## Your assignment
Could you write out the data that follows, exactly and in full?

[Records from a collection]
· · · · · · ·

//! JavaScript literal output.
//!
//! Renders a [`Resolution`] as an expression that can replace the import
//! call in the calling source. Strings are double-quoted with JSON escapes,
//! absence is `null`, object keys are quoted string literals.

use crate::format::Formatted;
use crate::Resolution;

/// Render a resolution as a JavaScript expression.
pub fn to_js(resolution: &Resolution) -> String {
    match resolution {
        Resolution::Single(value) => optional_to_js(value.as_ref()),
        Resolution::Sequence(items) => {
            let parts: Vec<String> = items
                .iter()
                .map(|item| optional_to_js(item.as_ref()))
                .collect();
            format!("[{}]", parts.join(", "))
        }
        Resolution::Mapping(entries) => object_literal(
            entries
                .iter()
                .map(|(key, value)| (key.as_str(), optional_to_js(value.as_ref()))),
        ),
    }
}

/// Render one formatted rule.
pub fn formatted_to_js(formatted: &Formatted) -> String {
    match formatted {
        Formatted::Text(text) => string_literal(text),
        Formatted::Object(entries) => object_literal(
            entries
                .iter()
                .map(|(key, value)| (key.as_str(), string_literal(value))),
        ),
    }
}

fn optional_to_js(value: Option<&Formatted>) -> String {
    value.map_or_else(|| "null".to_owned(), formatted_to_js)
}

fn object_literal<'a>(entries: impl Iterator<Item = (&'a str, String)>) -> String {
    let parts: Vec<String> = entries
        .map(|(key, value)| format!("{}: {value}", string_literal(key)))
        .collect();
    if parts.is_empty() {
        "{}".into()
    } else {
        format!("{{ {} }}", parts.join(", "))
    }
}

/// Quote `s` as a double-quoted JavaScript string literal.
pub fn string_literal(s: &str) -> String {
    let mut out = String::with_capacity(s.len() + 2);
    out.push('"');
    for c in s.chars() {
        match c {
            '"' => out.push_str("\\\""),
            '\\' => out.push_str("\\\\"),
            '\n' => out.push_str("\\n"),
            '\r' => out.push_str("\\r"),
            '\t' => out.push_str("\\t"),
            // Line terminators in JS source, even though JSON allows them.
            '\u{2028}' => out.push_str("\\u2028"),
            '\u{2029}' => out.push_str("\\u2029"),
            c if c.is_control() => out.push_str(&format!("\\u{:04x}", c as u32)),
            c => out.push(c),
        }
    }
    out.push('"');
    out
}

#[cfg(test)]
mod tests {
    use super::*;
    use pretty_assertions::assert_eq;

    fn text(s: &str) -> Option<Formatted> {
        Some(Formatted::Text(s.into()))
    }

    #[test]
    fn test_single_string() {
        let js = to_js(&Resolution::Single(text("color: red;\npadding: 1px;")));
        assert_eq!(js, r#""color: red;\npadding: 1px;""#);
    }

    #[test]
    fn test_single_none() {
        assert_eq!(to_js(&Resolution::Single(None)), "null");
    }

    #[test]
    fn test_sequence_with_nulls() {
        let js = to_js(&Resolution::Sequence(vec![text("x: 1;"), None]));
        assert_eq!(js, r#"["x: 1;", null]"#);
        assert_eq!(to_js(&Resolution::Sequence(Vec::new())), "[]");
    }

    #[test]
    fn test_mapping_of_objects() {
        let js = to_js(&Resolution::Mapping(vec![
            (
                "primary".into(),
                Some(Formatted::Object(vec![(
                    "backgroundColor".into(),
                    "blue".into(),
                )])),
            ),
            ("missing".into(), None),
        ]));
        assert_eq!(
            js,
            r#"{ "primary": { "backgroundColor": "blue" }, "missing": null }"#
        );
    }

    #[test]
    fn test_empty_object() {
        let js = formatted_to_js(&Formatted::Object(Vec::new()));
        assert_eq!(js, "{}");
    }

    #[test]
    fn test_duplicate_keys_emitted_in_order() {
        let js = formatted_to_js(&Formatted::Object(vec![
            ("color".into(), "red".into()),
            ("color".into(), "blue".into()),
        ]));
        assert_eq!(js, r#"{ "color": "red", "color": "blue" }"#);
    }

    #[test]
    fn test_string_escapes() {
        assert_eq!(
            string_literal("font-family: \"A\\B\";\u{2028}\u{1}"),
            r#""font-family: \"A\\B\";\u2028\u0001""#
        );
    }
}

· · · · · · ·

## Output of the exercise
//! JavaScript literal output.
//!
//! Renders a [`Resolution`] as an expression that can replace the import
//! call in the calling source. Strings are double-quoted with JSON escapes,
//! absence is `null`, object keys are quoted string literals.

use crate::format::Formatted;
use crate::Resolution;

/// Render a resolution as a JavaScript expression.
pub fn to_js(resolution: &Resolution) -> String {
    match resolution {
        Resolution::Single(value) => optional_to_js(value.as_ref()),
        Resolution::Sequence(items) => {
            let parts: Vec<String> = items
                .iter()
                .map(|item| optional_to_js(item.as_ref()))
                .collect();
            format!("[{}]", parts.join(", "))
        }
        Resolution::Mapping(entries) => object_literal(
            entries
                .iter()
                .map(|(key, value)| (key.as_str(), optional_to_js(value.as_ref()))),
        ),
    }
}

/// Render one formatted rule.
pub fn formatted_to_js(formatted: &Formatted) -> String {
    match formatted {
        Formatted::Text(text) => string_literal(text),
        Formatted::Object(entries) => object_literal(
            entries
                .iter()
                .map(|(key, value)| (key.as_str(), string_literal(value))),
        ),
    }
}

fn optional_to_js(value: Option<&Formatted>) -> String {
    value.map_or_else(|| "null".to_owned(), formatted_to_js)
}

fn object_literal<'a>(entries: impl Iterator<Item = (&'a str, String)>) -> String {
    let parts: Vec<String> = entries
        .map(|(key, value)| format!("{}: {value}", string_literal(key)))
        .collect();
    if parts.is_empty() {
        "{}".into()
    } else {
        format!("{{ {} }}", parts.join(", "))
    }
}

/// Quote `s` as a double-quoted JavaScript string literal.
pub fn string_literal(s: &str) -> String {
    let mut out = String::with_capacity(s.len() + 2);
    out.push('"');
    for c in s.chars() {
        match c {
            '"' => out.push_str("\\\""),
            '\\' => out.push_str("\\\\"),
            '\n' => out.push_str("\\n"),
            '\r' => out.push_str("\\r"),
            '\t' => out.push_str("\\t"),
            // Line terminators in JS source, even though JSON allows them.
            '\u{2028}' => out.push_str("\\u2028"),
            '\u{2029}' => out.push_str("\\u2029"),
            c if c.is_control() => out.push_str(&format!("\\u{:04x}", c as u32)),
            c => out.push(c),
        }
    }
    out.push('"');
    out
}

#[cfg(test)]
mod tests {
    use super::*;
    use pretty_assertions::assert_eq;

    fn text(s: &str) -> Option<Formatted> {
        Some(Formatted::Text(s.into()))
    }

    #[test]
    fn test_single_string() {
        let js = to_js(&Resolution::Single(text("color: red;\npadding: 1px;")));
        assert_eq!(js, r#""color: red;\npadding: 1px;""#);
    }

    #[test]
    fn test_single_none() {
        assert_eq!(to_js(&Resolution::Single(None)), "null");
    }

    #[test]
    fn test_sequence_with_nulls() {
        let js = to_js(&Resolution::Sequence(vec![text("x: 1;"), None]));
        assert_eq!(js, r#"["x: 1;", null]"#);
        assert_eq!(to_js(&Resolution::Sequence(Vec::new())), "[]");
    }

    #[test]
    fn test_mapping_of_objects() {
        let js = to_js(&Resolution::Mapping(vec![
            (
                "primary".into(),
                Some(Formatted::Object(vec![(
                    "backgroundColor".into(),
                    "blue".into(),
                )])),
            ),
            ("missing".into(), None),
        ]));
        assert_eq!(
            js,
            r#"{ "primary": { "backgroundColor": "blue" }, "missing": null }"#
        );
    }

    #[test]
    fn test_empty_object() {
        let js = formatted_to_js(&Formatted::Object(Vec::new()));
        assert_eq!(js, "{}");
    }

    #[test]
    fn test_duplicate_keys_emitted_in_order() {
        let js = formatted_to_js(&Formatted::Object(vec![
            ("color".into(), "red".into()),
            ("color".into(), "blue".into()),
        ]));
        assert_eq!(js, r#"{ "color": "red", "color": "blue" }"#);
    }

    #[test]
    fn test_string_escapes() {
        assert_eq!(
            string_literal("font-family: \"A\\B\";\u{2028}\u{1}"),
            r#""font-family: \"A\\B\";\u2028\u0001""#
        );
    }
}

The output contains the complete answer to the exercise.